Miranda. — Ah ! oui, mais c’est que je suis obligée de retourner à Paris !

Charançon. — Eh bien, voilà ! Ça me va ! Paris, c’est le champ de mes fredaines ! Ici, je suis un magistrat sérieux ! Là-Bas : "ohé ! ohé !"

Miranda. — Oui. Eh bien ! quelle adresse ?

Charançon. — C’est juste ! Rue Taitbout, hôtel du Congo ! Notez-le !…

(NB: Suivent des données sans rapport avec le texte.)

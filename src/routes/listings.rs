use axum::body::Bytes;
use axum::extract::{Path, Query, State};
use axum::http::HeaderMap;
use axum::Json;

use crate::auth::extractor::Identity;
use crate::error::AppError;
use crate::models::Listing;
use crate::services::listings::{self, Connection, ListListingsParams, NewListingInput};
use crate::state::SharedState;
use crate::upload::{self, ListingForm};

pub async fn list(
    State(state): State<SharedState>,
    Query(params): Query<ListListingsParams>,
) -> Result<Json<Connection<Listing>>, AppError> {
    let page = listings::list_listings(state.store.as_ref(), params).await?;
    Ok(Json(page))
}

pub async fn get(
    identity: Identity,
    State(state): State<SharedState>,
    Path(id): Path<i64>,
) -> Result<Json<Listing>, AppError> {
    let listing = listings::get_listing(state.store.as_ref(), &identity, id)
        .await?
        .ok_or_else(|| AppError::NotFound("Listing not found".to_string()))?;
    Ok(Json(listing))
}

pub async fn create(
    identity: Identity,
    State(state): State<SharedState>,
    headers: HeaderMap,
    body: Bytes,
) -> Result<Json<Listing>, AppError> {
    // Reject before reading any multipart content.
    identity.require()?;

    let form = upload::parse_listing_form(&headers, body)
        .await
        .map_err(AppError::BadRequest)?;
    let (input, images) = listing_input(form)?;

    let listing = listings::create_listing(
        state.store.as_ref(),
        state.images.as_ref(),
        &identity,
        input,
        images,
    )
    .await?;
    Ok(Json(listing))
}

fn listing_input(
    mut form: ListingForm,
) -> Result<(NewListingInput, Vec<crate::storage::ImageUpload>), AppError> {
    let mut take = |field: &str| form.fields.remove(field).unwrap_or_default();

    let name = take("name");
    let age_raw = take("age");
    let breed = take("breed");
    let owner_name = take("owner_name");
    let owner_contact = take("owner_contact");
    let description = take("description");

    let age: i32 = age_raw
        .trim()
        .parse()
        .map_err(|_| AppError::BadRequest(format!("Invalid age '{age_raw}'")))?;

    Ok((
        NewListingInput {
            name,
            age,
            breed,
            owner_name,
            owner_contact,
            description,
        },
        form.images,
    ))
}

Miranda. — Je m’en souviendrai !

Charançon. — Ah ! et dis donc. (À mi-voix en clignant de l’œil.) Surtout, laisse ta mère à la maison…

Miranda. — T’es bête !

Elle sort par le fond.

Scène XI

Charançon, puis Gabrielle

Charançon. — Eh bien ! je l’ai placé mon : " gros poulot !" Ah ! elle est charmante ! et quand je pense que ce soir !… Vite, ne perdons pas de temps. (Il prend la chaise qui est à droite du canapé, et va la porter derrière la table face au public. — S’asseyant.) Fabriquons-nous notre exeat. (Il tire une main de papier à lettres du tiroir de la table.) Le voilà, mon exeat. (Lisant l’en-tête.) "Etude de Me Gratin, avoué." (S’asseyant et se disposant à écrire.) Pour avoir des procès, il me fallait un avoué… alors, j’ai pris celui-là… dans le Bottin. (Trempant sa plume dans l’encre,) Oui ! en feuilletant, je trouve "Gratin, avoué". Je me dis : tiens ! Mais j’avais pour camarade à l’Ecole de droit un nommé Gratin ! — je ne sais même pas comment il a pu devenir avoué celui-là… Quel crétin !… — Alors, n’est-ce pas, je me suis fait faire du papier à son nom, et de la sorte, chaque fois que j’ai une frasque à faire, je prends une feuille… comme celle-là.. ma main gauche ; ça écrit mal ; mais j’ai dit que Gratin était ramolli et je me procure mon petit procès (Ecrivant avec la main gauche.) "Mon cher maître. Veux-tu passer au plus vite à mon étude. J’ai une cause délicate à faire plaider et je ne saurais mieux la confier qu’au grand talent de maître Charançon. — pendant que j’y suis, n’est-ce pas ?… bien à toi. Gratin Ah ! soignons le détail. Post-scriptum : Madame Gratin est un peu souffrante. Ça m’ennuie bien." (Tout en écrivant,) Je ne sais même pas s’il est marié cet animal-là ! (Posant sa plume.) Là, ça n’a l’air de rien, et ça ajoute à la vraisemblance. (Pliant la lettre.) Et maintenant avec ça ! (Apercevant Gabrielle qui entre.) Ma femme !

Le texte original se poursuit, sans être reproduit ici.